## Work item
Collect all lines from the records below that include the word "usize".

*** Opening Data for review ***

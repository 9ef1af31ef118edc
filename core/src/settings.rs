use crate::error::{RecommendError, Result};
use serde::{Deserialize, Serialize};

pub const DEFAULT_LOW_CONFIDENCE_THRESHOLD: f64 = 50.0;
pub const DEFAULT_TOP_N: usize = 3;
pub const MAX_TOP_N: usize = 10;
pub const MAX_SKILLS_LEN: usize = 2000;

/// Tunables for index construction and result calibration.
#[derive(Debug, Clone, PartialEq, Serialize, Deserialize)]
#[serde(default)]
pub struct Settings {
    /// Calibrated percentage below which a result is flagged low confidence.
    pub low_confidence_threshold: f64,
    /// Largest n-gram fed to the index (1 = unigrams, 2 = unigrams + bigrams).
    pub ngram_max: usize,
    /// Use `1 + ln(count)` instead of the raw count as term frequency.
    pub sublinear_tf: bool,
    pub max_skills_len: usize,
    pub max_top_n: usize,
}

impl Default for Settings {
    fn default() -> Self {
        Self {
            low_confidence_threshold: DEFAULT_LOW_CONFIDENCE_THRESHOLD,
            ngram_max: 2,
            sublinear_tf: false,
            max_skills_len: MAX_SKILLS_LEN,
            max_top_n: MAX_TOP_N,
        }
    }
}

impl Settings {
    pub fn with_low_confidence_threshold(mut self, threshold: f64) -> Self {
        self.low_confidence_threshold = threshold;
        self
    }

    pub fn with_ngram_max(mut self, ngram_max: usize) -> Self {
        self.ngram_max = ngram_max;
        self
    }

    pub fn with_sublinear_tf(mut self, sublinear_tf: bool) -> Self {
        self.sublinear_tf = sublinear_tf;
        self
    }

    /// The threshold has to sit below the "good" tier, otherwise the tiers overlap.
    pub fn validate(&self) -> Result<()> {
        let t = self.low_confidence_threshold;
        if !t.is_finite() || t <= 0.0 || t > 60.0 {
            return Err(RecommendError::Validation(format!(
                "low_confidence_threshold must be in (0, 60], got {t}"
            )));
        }
        if !(1..=2).contains(&self.ngram_max) {
            return Err(RecommendError::Validation(format!(
                "ngram_max must be 1 or 2, got {}",
                self.ngram_max
            )));
        }
        if self.max_top_n == 0 || self.max_top_n > MAX_TOP_N {
            return Err(RecommendError::Validation(format!(
                "max_top_n must be in [1, {MAX_TOP_N}], got {}",
                self.max_top_n
            )));
        }
        Ok(())
    }
}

*** Closing Data for review ***

## Output below
pub const DEFAULT_TOP_N: usize = 3;
pub const MAX_TOP_N: usize = 10;
pub const MAX_SKILLS_LEN: usize = 2000;
    pub ngram_max: usize,
    pub max_skills_len: usize,
    pub max_top_n: usize,
    pub fn with_ngram_max(mut self, ngram_max: usize) -> Self {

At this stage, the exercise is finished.